● **SUPPLIED RECORDS**:
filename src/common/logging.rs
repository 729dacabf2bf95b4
use anyhow::Result;
use log::LevelFilter;
use simple_logger::SimpleLogger;
use time::macros::format_description;

/// Parse a log level string into a LevelFilter
pub fn parse_log_level(level: &str) -> LevelFilter {
    match level.to_uppercase().as_str() {
        "DEBUG" => LevelFilter::Debug,
        "INFO" => LevelFilter::Info,
        "WARN" | "WARNING" => LevelFilter::Warn,
        "ERROR" => LevelFilter::Error,
        _ => {
            eprintln!("Invalid log level '{}', defaulting to INFO.", level);
            LevelFilter::Info
        }
    }
}

/// Set up logging with the specified level
pub fn setup_logging(log_level: &str) -> Result<()> {
    let level = parse_log_level(log_level);
    SimpleLogger::new()
        .with_level(level)
        .with_timestamp_format(format_description!("[year]-[month]-[day] [hour]:[minute]:[second]"))
        .init()?;
    Ok(())
}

● **INSTRUCTIONS TO FOLLOW**: The records need to be copied exactly, with no line left out.

● **RESPONSE TO THIS EXERCISE**:
filename src/common/logging.rs
repository 729dacabf2bf95b4
use anyhow::Result;
use log::LevelFilter;
use simple_logger::SimpleLogger;
use time::macros::format_description;

/// Parse a log level string into a LevelFilter
pub fn parse_log_level(level: &str) -> LevelFilter {
    match level.to_uppercase().as_str() {
        "DEBUG" => LevelFilter::Debug,
        "INFO" => LevelFilter::Info,
        "WARN" | "WARNING" => LevelFilter::Warn,
        "ERROR" => LevelFilter::Error,
        _ => {
            eprintln!("Invalid log level '{}', defaulting to INFO.", level);
            LevelFilter::Info
        }
    }
}

/// Set up logging with the specified level
pub fn setup_logging(log_level: &str) -> Result<()> {
    let level = parse_log_level(log_level);
    SimpleLogger::new()
        .with_level(level)
        .with_timestamp_format(format_description!("[year]-[month]-[day] [hour]:[minute]:[second]"))
        .init()?;
    Ok(())
}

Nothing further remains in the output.